A Full Circle USO Story

Nearly 80 years later, Norm and Maxine’s son, Gene, chose to volunteer for the USO.

Gene says his motivation to volunteer was partly because he wanted to make a direct impact through one-on-one interactions with others and partly because he remembered the story of how his parents met. He began volunteering for the USO O’Hare Terminal 3 Center, a USO airport lounge located inside Chicago O’Hare International Airport, in 2019. In his first year, he completed 100 hours of volunteering.

Gene explained that as a volunteer, there is no greater joy than being able to provide a traveling military family with a place to relax and recharge before the next leg of their journey.

“Then, when they leave, you actually made an impact on their life,” Gene said. “You actually helped them, even though I’m not giving them anything except rest, you’re still helping them.”

80 years later, Gene Maynard is now a USO volunteer, serving service members just like his father was once. | Photo credit Courtesy Photo

Before the COVID-19 pandemic temporarily suspended some USO center operations back in 2020, Gene was volunteering at the USO airport lounge twice a week, covering the morning shifts on the weekends.
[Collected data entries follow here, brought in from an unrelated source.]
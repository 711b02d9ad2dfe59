//! Workflow state threaded through the copilot graph
//!
//! One [`WorkflowState`] is created per question, flows through the engine,
//! and is discarded (or kept as an audit record) once the run terminates.
//! Nothing is shared across questions.
//!
//! The closed enumerations here ([`Route`], [`FormatHint`], [`Answer`])
//! replace the free-text tags the batch input uses on the wire, so every
//! downstream decision is an exhaustive match rather than a substring
//! probe.

use std::collections::{BTreeMap, BTreeSet};

use chrono::NaiveDate;
use serde::{Deserialize, Serialize};
use serde_json::{json, Value};

use flowgraph_core::FlowState;

use crate::graph;

/// Question route chosen by the router node: documents, data, or both.
#[derive(Debug, Clone, Copy, PartialEq, Eq, Serialize, Deserialize)]
#[serde(rename_all = "lowercase")]
pub enum Route {
    /// Answer comes from retrieved documents alone.
    Rag,
    /// Answer comes from a database query alone.
    Sql,
    /// Documents inform the query (date windows, formulas) and both feed
    /// the answer.
    Hybrid,
}

/// Declared shape of the final answer.
///
/// A closed set, fixed at graph-definition time. The serde renames are the
/// exact tags the batch input carries.
#[derive(Debug, Clone, Copy, PartialEq, Eq, Serialize, Deserialize)]
pub enum FormatHint {
    #[serde(rename = "int")]
    Int,
    #[serde(rename = "float")]
    Float,
    #[serde(rename = "{category:str, quantity:int}")]
    CategoryQuantity,
    #[serde(rename = "list[{product:str, revenue:float}]")]
    ProductRevenueList,
    #[serde(rename = "{customer:str, margin:float}")]
    CustomerMargin,
}

/// One product/revenue pair in a [`FormatHint::ProductRevenueList`] answer.
#[derive(Debug, Clone, PartialEq, Serialize, Deserialize)]
pub struct ProductRevenue {
    pub product: String,
    pub revenue: f64,
}

/// Typed final answer, one variant per [`FormatHint`] shape plus [`Unset`].
///
/// Serializes untagged to the plain JSON the batch output expects: a bare
/// number, an object, an array of objects, or `null` while unset.
///
/// [`Unset`]: Answer::Unset
#[derive(Debug, Clone, PartialEq, Serialize, Deserialize)]
#[serde(untagged)]
pub enum Answer {
    Int(i64),
    Float(f64),
    CategoryQuantity { category: String, quantity: i64 },
    CustomerMargin { customer: String, margin: f64 },
    Products(Vec<ProductRevenue>),
    Unset,
}

impl Answer {
    /// Structural shape check against a declared hint.
    ///
    /// An integer satisfies a `Float` hint (a whole-number average is still
    /// a real number); everything else must match its own variant.
    pub fn matches(&self, hint: FormatHint) -> bool {
        match (hint, self) {
            (FormatHint::Int, Answer::Int(_)) => true,
            (FormatHint::Float, Answer::Float(_) | Answer::Int(_)) => true,
            (FormatHint::CategoryQuantity, Answer::CategoryQuantity { .. }) => true,
            (FormatHint::ProductRevenueList, Answer::Products(_)) => true,
            (FormatHint::CustomerMargin, Answer::CustomerMargin { .. }) => true,
            _ => false,
        }
    }

    /// Whether this is a default/empty value rather than a real result.
    ///
    /// Zero numbers, empty record keys, and empty lists are what the
    /// deterministic synthesis strategy produces when it had nothing to
    /// work with.
    pub fn is_structurally_empty(&self) -> bool {
        match self {
            Answer::Unset => true,
            Answer::Int(v) => *v == 0,
            Answer::Float(v) => *v == 0.0,
            Answer::CategoryQuantity { category, quantity } => {
                category.is_empty() && *quantity == 0
            }
            Answer::CustomerMargin { customer, .. } => customer.is_empty(),
            Answer::Products(items) => items.is_empty(),
        }
    }

    /// Plain JSON rendering for the batch output.
    pub fn to_value(&self) -> Value {
        serde_json::to_value(self).unwrap_or(Value::Null)
    }
}

/// One document chunk returned by the ranking collaborator.
#[derive(Debug, Clone, PartialEq, Serialize, Deserialize)]
pub struct DocumentChunk {
    /// Stable chunk identifier, e.g. `product_policy::chunk2`.
    pub id: String,
    /// Source file the chunk came from.
    pub source: String,
    /// Chunk text.
    pub content: String,
    /// Relevance score assigned by the ranker; always nonzero.
    pub score: f64,
}

/// Result of executing a generated query.
///
/// `error` is `None` iff execution succeeded; success or failure is never
/// inferred from row counts.
#[derive(Debug, Clone, Default, PartialEq, Serialize, Deserialize)]
pub struct QueryResult {
    pub columns: Vec<String>,
    pub rows: Vec<Vec<Value>>,
    pub error: Option<String>,
    /// Tables the query touched, cited alongside document ids.
    pub tables_used: Vec<String>,
}

impl QueryResult {
    /// Failed result carrying the execution error.
    pub fn failed(error: impl Into<String>) -> Self {
        Self {
            error: Some(error.into()),
            ..Self::default()
        }
    }

    pub fn succeeded(&self) -> bool {
        self.error.is_none()
    }
}

/// Parameters extracted from retrieved documents and the question text.
///
/// Merging is monotonic: within a run a field may be set or refined, never
/// removed.
#[derive(Debug, Clone, Default, PartialEq, Serialize, Deserialize)]
pub struct Constraints {
    /// Campaign name that implied the date window, if any.
    pub campaign: Option<String>,
    pub date_start: Option<NaiveDate>,
    pub date_end: Option<NaiveDate>,
    /// KPI named in the documents (e.g. "AOV", "Gross Margin").
    pub kpi: Option<String>,
    /// KPI formula lifted from the documents.
    pub formula: Option<String>,
    /// Cost model used when margin is asked for.
    pub cost_approximation: Option<String>,
    /// Product category the question filters on.
    pub category: Option<String>,
    /// Return-policy durations in days, keyed by product category.
    pub return_days: BTreeMap<String, u32>,
}

impl Constraints {
    /// Merge newly discovered parameters into this set.
    ///
    /// Fields present in `found` overwrite their counterparts; absent
    /// fields leave existing values untouched, so the set only grows.
    pub fn merge(&mut self, found: Constraints) {
        if found.campaign.is_some() {
            self.campaign = found.campaign;
        }
        if found.date_start.is_some() {
            self.date_start = found.date_start;
        }
        if found.date_end.is_some() {
            self.date_end = found.date_end;
        }
        if found.kpi.is_some() {
            self.kpi = found.kpi;
        }
        if found.formula.is_some() {
            self.formula = found.formula;
        }
        if found.cost_approximation.is_some() {
            self.cost_approximation = found.cost_approximation;
        }
        if found.category.is_some() {
            self.category = found.category;
        }
        self.return_days.extend(found.return_days);
    }

    /// Names of the fields currently set, for logging and the trace.
    pub fn field_names(&self) -> Vec<&'static str> {
        let mut names = Vec::new();
        if self.campaign.is_some() {
            names.push("campaign");
        }
        if self.date_start.is_some() {
            names.push("date_start");
        }
        if self.date_end.is_some() {
            names.push("date_end");
        }
        if self.kpi.is_some() {
            names.push("kpi");
        }
        if self.formula.is_some() {
            names.push("formula");
        }
        if self.cost_approximation.is_some() {
            names.push("cost_approximation");
        }
        if self.category.is_some() {
            names.push("category");
        }
        if !self.return_days.is_empty() {
            names.push("return_days");
        }
        names
    }

    pub fn is_empty(&self) -> bool {
        self.field_names().is_empty()
    }
}

/// One engine-recorded entry per node execution. Append-only.
#[derive(Debug, Clone, PartialEq, Serialize, Deserialize)]
pub struct TraceEntry {
    /// Node that executed.
    pub node: String,
    /// Snapshot of the fields that node is responsible for.
    pub observed: Value,
}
He especially enjoyed welcoming members of the military community into the center and noted that a crucial part of the USO’s role at this location was offering support to Navy bootcamp graduates and their families.
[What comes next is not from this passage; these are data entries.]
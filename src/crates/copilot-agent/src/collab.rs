//! Collaborator seams invoked by the workflow nodes
//!
//! The orchestration core treats document ranking, route classification,
//! query generation, query execution, and answer synthesis as replaceable
//! strategies behind these traits. Implementations are constructed
//! explicitly and injected through [`Collaborators`]; there is no ambient
//! process-wide instance of anything.
//!
//! Failures cross these seams as [`CollabError`] values. The node that made
//! the call catches the error, degrades to a deterministic fallback, and
//! records the failure in the workflow state; the engine never sees it.

use std::collections::BTreeSet;
use std::sync::Arc;

use async_trait::async_trait;
use thiserror::Error;

use crate::state::{Answer, Constraints, DocumentChunk, FormatHint, QueryResult, Route};

/// Error returned by an external collaborator.
#[derive(Debug, Clone, Error)]
pub enum CollabError {
    /// The collaborator ran but could not produce a result.
    #[error("collaborator backend error: {0}")]
    Backend(String),

    /// The collaborator could not be reached or constructed.
    #[error("collaborator unavailable: {0}")]
    Unavailable(String),
}

/// Classifies a question into a [`Route`].
#[async_trait]
pub trait RouteClassifier: Send + Sync {
    async fn classify(&self, question: &str) -> Result<Route, CollabError>;
}

/// Ranks document chunks by relevance to a query.
#[async_trait]
pub trait DocumentRanker: Send + Sync {
    /// Top-`top_k` most relevant chunks with nonzero relevance, best
    /// first. May return fewer than `top_k` (or none).
    async fn retrieve(&self, query: &str, top_k: usize)
        -> Result<Vec<DocumentChunk>, CollabError>;
}

/// Derives a data query from a question.
#[async_trait]
pub trait QueryGenerator: Send + Sync {
    /// Returns the query text. An empty string means no query is required:
    /// the answer is fully determined by retrieved documents.
    async fn generate(
        &self,
        question: &str,
        schema: &str,
        constraints: &Constraints,
    ) -> Result<String, CollabError>;
}

/// Executes generated queries against the data source.
#[async_trait]
pub trait QueryExecutor: Send + Sync {
    /// Schema description handed to the query generator.
    async fn schema(&self) -> Result<String, CollabError>;

    /// Execute `sql`. Execution failures are carried in
    /// [`QueryResult::error`], never raised.
    async fn execute(&self, sql: &str) -> QueryResult;
}

/// Everything the synthesis collaborator gets to look at.
#[derive(Debug)]
pub struct SynthesisRequest<'a> {
    pub question: &'a str,
    pub format_hint: FormatHint,
    pub route: Option<Route>,
    pub docs: &'a [DocumentChunk],
    pub query_result: &'a QueryResult,
    pub constraints: &'a Constraints,
    pub generated_query: &'a str,
}

/// Tagged synthesis outcome.
#[derive(Debug, Clone)]
pub struct Synthesis {
    pub answer: Answer,
    /// Heuristic confidence in `[0, 1]`.
    pub confidence: f64,
    pub explanation: String,
    pub citations: BTreeSet<String>,
}

/// Combines documents, query results, and constraints into a final answer.
#[async_trait]
pub trait Synthesizer: Send + Sync {
    async fn synthesize(&self, request: SynthesisRequest<'_>) -> Result<Synthesis, CollabError>;
}

/// The injected collaborator set handed to graph assembly.
#[derive(Clone)]
pub struct Collaborators {
    pub classifier: Arc<dyn RouteClassifier>,
    pub ranker: Arc<dyn DocumentRanker>,
    pub generator: Arc<dyn QueryGenerator>,
    pub executor: Arc<dyn QueryExecutor>,
    pub synthesizer: Arc<dyn Synthesizer>,
}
“A lot of sailors come through the USO and O'Hare because of Great Lakes training,” Gene said, referring to the more than 40,000 Navy recruits who attend Recruit Training Command (RTC) in Great Lakes, Illinois, each year.

“So, we see a lot of really fresh-face youngsters that have really no real idea what they’re getting into until they get to bootcamp.”

For Gene, regardless of whether the visiting service member is a young Navy recruit or an experienced member of one of the other military branches that travel through O’Hare, his treatment of them is the same.

“You just treat people with respect when they come [into the center],” Gene said. “If you’re just nice to people and you just pass it on, you make the world a little better somehow.”

Gene’s story of giving back to the military and their families is truly full circle. His father was honorably discharged upon his return to the United States, and after he and Maxine married, they settled down in Chicago. The legacy of Norm’s service and the love that prevailed throughout a war is carried on by Gene and his other family members even today.

“If it wasn’t for the USO, my parents never would’ve met. I wouldn’t be here. That’s really the full circle,” Gene said.

“So, when I go into the USO to volunteer, I know he’s with me,” Gene said, referring to his father. “And I really truly, always think he’s kind of silently proud that I [volunteer for the USO].”